Increasingly, as the mid-market tier gets crowded, developed-market companies are targeting the lower end of the market, in addition to the higher end that they are used to serving and to which their operations are better suited.
Access the right cost structures and operating models (e.g., an alliance or partnership)
Consider segmenting your supply chain differently for high- and low-end products
Getting around this challenge requires developed-market companies to access the right cost structures and operating models. Companies can do this through an alliance, partnership or acquisition, or by careful localization of products and services.

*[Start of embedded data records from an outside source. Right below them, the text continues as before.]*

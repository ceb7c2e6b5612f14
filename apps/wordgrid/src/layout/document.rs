//! Multi-page assembly: each page is rendered on its own, then the bodies
//! are spliced into the first page's shell with explicit page breaks.

use crate::layout::paginator::Page;
use crate::layout::template::{render_page, GridTemplate, PageContext, PageSpec};

pub const PAGE_BREAK: &str = r#"<div style="page-break-before: always;"></div>"#;

const BODY_OPEN: &str = "<body>";
const BODY_CLOSE: &str = "</body>";

/// Renders every page and joins them into one HTML document.
pub fn render_document(
    template: &GridTemplate,
    spec: &PageSpec,
    pages: &[Page],
    title: &str,
) -> String {
    let total_pages = pages.len();
    let rendered: Vec<String> = pages
        .iter()
        .map(|page| {
            render_page(
                template,
                spec,
                &page.cells,
                &PageContext {
                    title,
                    current_page: page.number,
                    total_pages,
                },
            )
        })
        .collect();

    assemble_document(&rendered)
}

/// Joins per-page documents. A single page is returned unchanged; otherwise
/// the head and styles come from the first page and every body follows in
/// order, separated by `PAGE_BREAK`.
pub fn assemble_document(pages: &[String]) -> String {
    match pages {
        [] => String::new(),
        [only] => only.clone(),
        [first, ..] => {
            let mut bodies: Vec<&str> = Vec::with_capacity(pages.len() * 2);
            for (i, page) in pages.iter().enumerate() {
                if i > 0 {
                    bodies.push(PAGE_BREAK);
                }
                bodies.push(body_of(page));
            }
            let combined = bodies.join("\n");

            match body_bounds(first) {
                Some((start, end)) => {
                    format!("{}{}{}", &first[..start], combined, &first[end..])
                }
                None => combined,
            }
        }
    }
}

/// Byte range of the content between `<body>` and `</body>`.
fn body_bounds(html: &str) -> Option<(usize, usize)> {
    let start = html.find(BODY_OPEN)? + BODY_OPEN.len();
    let end = start + html[start..].find(BODY_CLOSE)?;
    Some((start, end))
}

/// Body content of a page, or the whole string if it has no `<body>`.
fn body_of(html: &str) -> &str {
    match body_bounds(html) {
        Some((start, end)) => &html[start..end],
        None => html,
    }
}
//! Sample data: a small `wordlists/` tree for trying the grid command
//! without BIP39 sources or an image backend.
//!
//! Placeholder images are drawn with ImageMagick's `convert` when it is on
//! the PATH; otherwise only the text files and empty image directories are
//! created.

use std::path::Path;

use tokio::process::Command;
use tracing::{info, warn};

use crate::errors::AppError;

const FRUITS: [&str; 32] = [
    "Apple", "Banana", "Cherry", "Date", "Elderberry", "Fig", "Grape", "Honeydew",
    "Kiwi", "Lemon", "Mango", "Orange", "Papaya", "Quince", "Raspberry", "Strawberry",
    "Tangerine", "Ugli", "Vanilla", "Watermelon", "Xigua", "Yuzu", "Zucchini", "Avocado",
    "Blueberry", "Coconut", "Dragonfruit", "Eggplant", "Fennel", "Garlic", "Hazelnut", "Iceberg",
];

const ANIMALS: [&str; 32] = [
    "Ant", "Bear", "Cat", "Dog", "Elephant", "Fox", "Giraffe", "Horse",
    "Iguana", "Jaguar", "Kangaroo", "Lion", "Mouse", "Newt", "Owl", "Penguin",
    "Quail", "Rabbit", "Snake", "Tiger", "Unicorn", "Vulture", "Wolf", "Xenops",
    "Yak", "Zebra", "Aardvark", "Badger", "Cheetah", "Dolphin", "Eagle", "Flamingo",
];

const COLOURS: [&str; 32] = [
    "Red", "Blue", "Green", "Yellow", "Orange", "Purple", "Pink", "Brown",
    "Black", "White", "Gray", "Violet", "Indigo", "Turquoise", "Magenta", "Cyan",
    "Maroon", "Navy", "Olive", "Lime", "Aqua", "Teal", "Silver", "Gold",
    "Crimson", "Scarlet", "Azure", "Beige", "Coral", "Ivory", "Khaki", "Lavender",
];

/// A sample list with its placeholder colour scheme `(background, text)`.
struct SampleList {
    id: &'static str,
    words: &'static [&'static str],
    colours: (&'static str, &'static str),
}

const SAMPLES: [SampleList; 3] = [
    SampleList {
        id: "001",
        words: &FRUITS,
        colours: ("#FF6B6B", "#4ECDC4"),
    },
    SampleList {
        id: "002",
        words: &ANIMALS,
        colours: ("#45B7D1", "#96CEB4"),
    },
    SampleList {
        id: "003",
        words: &COLOURS,
        colours: ("#FECA57", "#FF9FF3"),
    },
];

#[derive(Debug, Clone, Default, PartialEq, Eq)]
pub struct SampleSummary {
    pub wordlists: usize,
    pub images: usize,
    pub image_failures: usize,
}

/// Writes the sample wordlists and, if `with_images`, their placeholder images.
pub async fn create_samples(
    wordlists_dir: &Path,
    with_images: bool,
    convert_bin: &str,
) -> Result<SampleSummary, AppError> {
    tokio::fs::create_dir_all(wordlists_dir)
        .await
        .map_err(|e| AppError::partial_write(wordlists_dir, e))?;

    info!("Creating sample wordlist structure in {}", wordlists_dir.display());

    let imagemagick = with_images && imagemagick_available(convert_bin).await;
    if with_images && !imagemagick {
        info!("ImageMagick `{convert_bin}` not found; skipping placeholder images");
    }

    let mut summary = SampleSummary::default();
    for sample in &SAMPLES {
        let txt_path = wordlists_dir.join(format!("{}.txt", sample.id));
        let body: String = sample.words.iter().map(|w| format!("{w}\n")).collect();
        tokio::fs::write(&txt_path, body)
            .await
            .map_err(|e| AppError::partial_write(&txt_path, e))?;
        info!("Created {} ({} words)", txt_path.display(), sample.words.len());
        summary.wordlists += 1;

        let img_dir = wordlists_dir.join(sample.id);
        tokio::fs::create_dir_all(&img_dir)
            .await
            .map_err(|e| AppError::partial_write(&img_dir, e))?;

        if imagemagick {
            for (i, word) in sample.words.iter().enumerate() {
                let img_path = img_dir.join(format!("{:03}.png", i + 1));
                match create_placeholder(convert_bin, &img_path, word, sample.colours).await {
                    Ok(()) => summary.images += 1,
                    Err(e) => {
                        warn!("Failed to create {}: {e}", img_path.display());
                        summary.image_failures += 1;
                    }
                }
            }
            info!("Created placeholder images for {}", sample.id);
        }
    }

    Ok(summary)
}

async fn imagemagick_available(convert_bin: &str) -> bool {
    Command::new(convert_bin)
        .arg("-version")
        .output()
        .await
        .map(|o| o.status.success())
        .unwrap_or(false)
}

/// Draws a 300×200 label image. Retries once without the font option, which
/// is not installed everywhere.
async fn create_placeholder(
    convert_bin: &str,
    img_path: &Path,
    word: &str,
    (background, fill): (&str, &str),
) -> Result<(), AppError> {
    let with_font = placeholder_args(img_path, word, background, fill, true);
    if run_convert(convert_bin, &with_font).await.is_ok() {
        return Ok(());
    }
    let plain = placeholder_args(img_path, word, background, fill, false);
    run_convert(convert_bin, &plain).await
}

fn placeholder_args(
    img_path: &Path,
    word: &str,
    background: &str,
    fill: &str,
    with_font: bool,
) -> Vec<String> {
    let mut args: Vec<String> = vec![
        "-size".into(),
        "300x200".into(),
        "-background".into(),
        background.into(),
        "-fill".into(),
        fill.into(),
        "-gravity".into(),
        "center".into(),
    ];
    if with_font {
        args.extend(["-pointsize", "24", "-font", "Arial-Bold"].map(String::from));
    }
    args.push(format!("label:{word}"));
    args.push(img_path.to_string_lossy().to_string());
    args
}

async fn run_convert(convert_bin: &str, args: &[String]) -> Result<(), AppError> {
    let output = Command::new(convert_bin)
        .args(args)
        .output()
        .await
        .map_err(|e| AppError::Render(format!("Failed to run {convert_bin}: {e}")))?;
    if output.status.success() {
        Ok(())
    } else {
        Err(AppError::Render(
            String::from_utf8_lossy(&output.stderr).trim().to_string(),
        ))
    }
}
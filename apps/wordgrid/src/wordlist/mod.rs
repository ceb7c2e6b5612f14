// Wordlist files: loading, discovery, and the chunk builder.

pub mod builder;
pub mod source;

pub use builder::{build_wordlists, default_sources, BuildRequest, CHUNK_SIZE};
pub use source::{discover_wordlists, load_lines};
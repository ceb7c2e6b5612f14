//! Image filename candidates: the ordered naming fallbacks used to pair a
//! word with an image on disk.
//!
//! # Default order
//! 1. Zero-padded global index at width 3, then 2, then 1 (`007`, `07`, `7`)
//! 2. Lowercased word text (`apple`)
//!
//! Each strategy is tried with every extension in order (`png`, `jpg`, `jpeg`)
//! before moving to the next strategy. The first existing file wins.

use std::path::{Path, PathBuf};

use crate::wordlist::source::IMAGE_EXTENSIONS;

/// One way of turning `(index, word)` into a file stem.
#[derive(Debug, Clone, Copy, PartialEq, Eq)]
pub enum CandidateStrategy {
    /// The 1-based index, zero-padded to `width` digits.
    ZeroPaddedIndex { width: usize },
    /// The word itself, lowercased. Skipped for empty words.
    LowercaseWord,
}

impl CandidateStrategy {
    fn stem(&self, index: usize, word: &str) -> Option<String> {
        match self {
            CandidateStrategy::ZeroPaddedIndex { width } => {
                Some(format!("{index:0width$}", width = *width))
            }
            CandidateStrategy::LowercaseWord => {
                let word = word.trim();
                (!word.is_empty()).then(|| word.to_lowercase())
            }
        }
    }
}

/// Ordered strategies × ordered extensions.
#[derive(Debug, Clone, PartialEq, Eq)]
pub struct CandidatePolicy {
    strategies: Vec<CandidateStrategy>,
    extensions: Vec<&'static str>,
}

impl Default for CandidatePolicy {
    fn default() -> Self {
        Self::new(
            vec![
                CandidateStrategy::ZeroPaddedIndex { width: 3 },
                CandidateStrategy::ZeroPaddedIndex { width: 2 },
                CandidateStrategy::ZeroPaddedIndex { width: 1 },
                CandidateStrategy::LowercaseWord,
            ],
            IMAGE_EXTENSIONS.to_vec(),
        )
    }
}

impl CandidatePolicy {
    pub fn new(strategies: Vec<CandidateStrategy>, extensions: Vec<&'static str>) -> Self {
        Self {
            strategies,
            extensions,
        }
    }

    /// Index-based names only, for labels that never match a file name.
    pub fn index_only() -> Self {
        let mut policy = Self::default();
        policy
            .strategies
            .retain(|s| matches!(s, CandidateStrategy::ZeroPaddedIndex { .. }));
        policy
    }

    /// File names to try, in priority order. Duplicates (e.g. `100` at every
    /// width) are listed once.
    pub fn candidates(&self, index: usize, word: &str) -> Vec<String> {
        let mut names: Vec<String> = Vec::new();
        for strategy in &self.strategies {
            let Some(stem) = strategy.stem(index, word) else {
                continue;
            };
            for ext in &self.extensions {
                let name = format!("{stem}.{ext}");
                if !names.contains(&name) {
                    names.push(name);
                }
            }
        }
        names
    }

    /// First candidate that exists as a file in `dir`.
    pub fn resolve(&self, dir: &Path, index: usize, word: &str) -> Option<PathBuf> {
        self.candidates(index, word)
            .into_iter()
            .map(|name| dir.join(name))
            .find(|path| path.is_file())
    }
}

Another effective way to address this challenge is to consider segmenting the supply chain. Higher-value products could have more sophisticated supply chains that allow more customization and responsiveness, whereas lower-value products may get by with more standardization and less responsiveness.
“The driving force behind segmentation is to deliver products more efficiently and effectively as well as optimizing your cost structure,” says Kevin Price, a partner in the Business Risk Services practice of Ernst & Young in the US.
“Companies are starting to recognize that a one-size-fits-all model is no longer appropriate, and that they need to tailor their supply chains to meet the different needs of highly diverse customer groups.”
Siemens Building Technologies, a division of the German industrial group Siemens, is one example of a company that has managed to move into a lower price segment in China. The challenge was to find the correct balance for product development, service, sales, branding, pricing and, most important, cost structure.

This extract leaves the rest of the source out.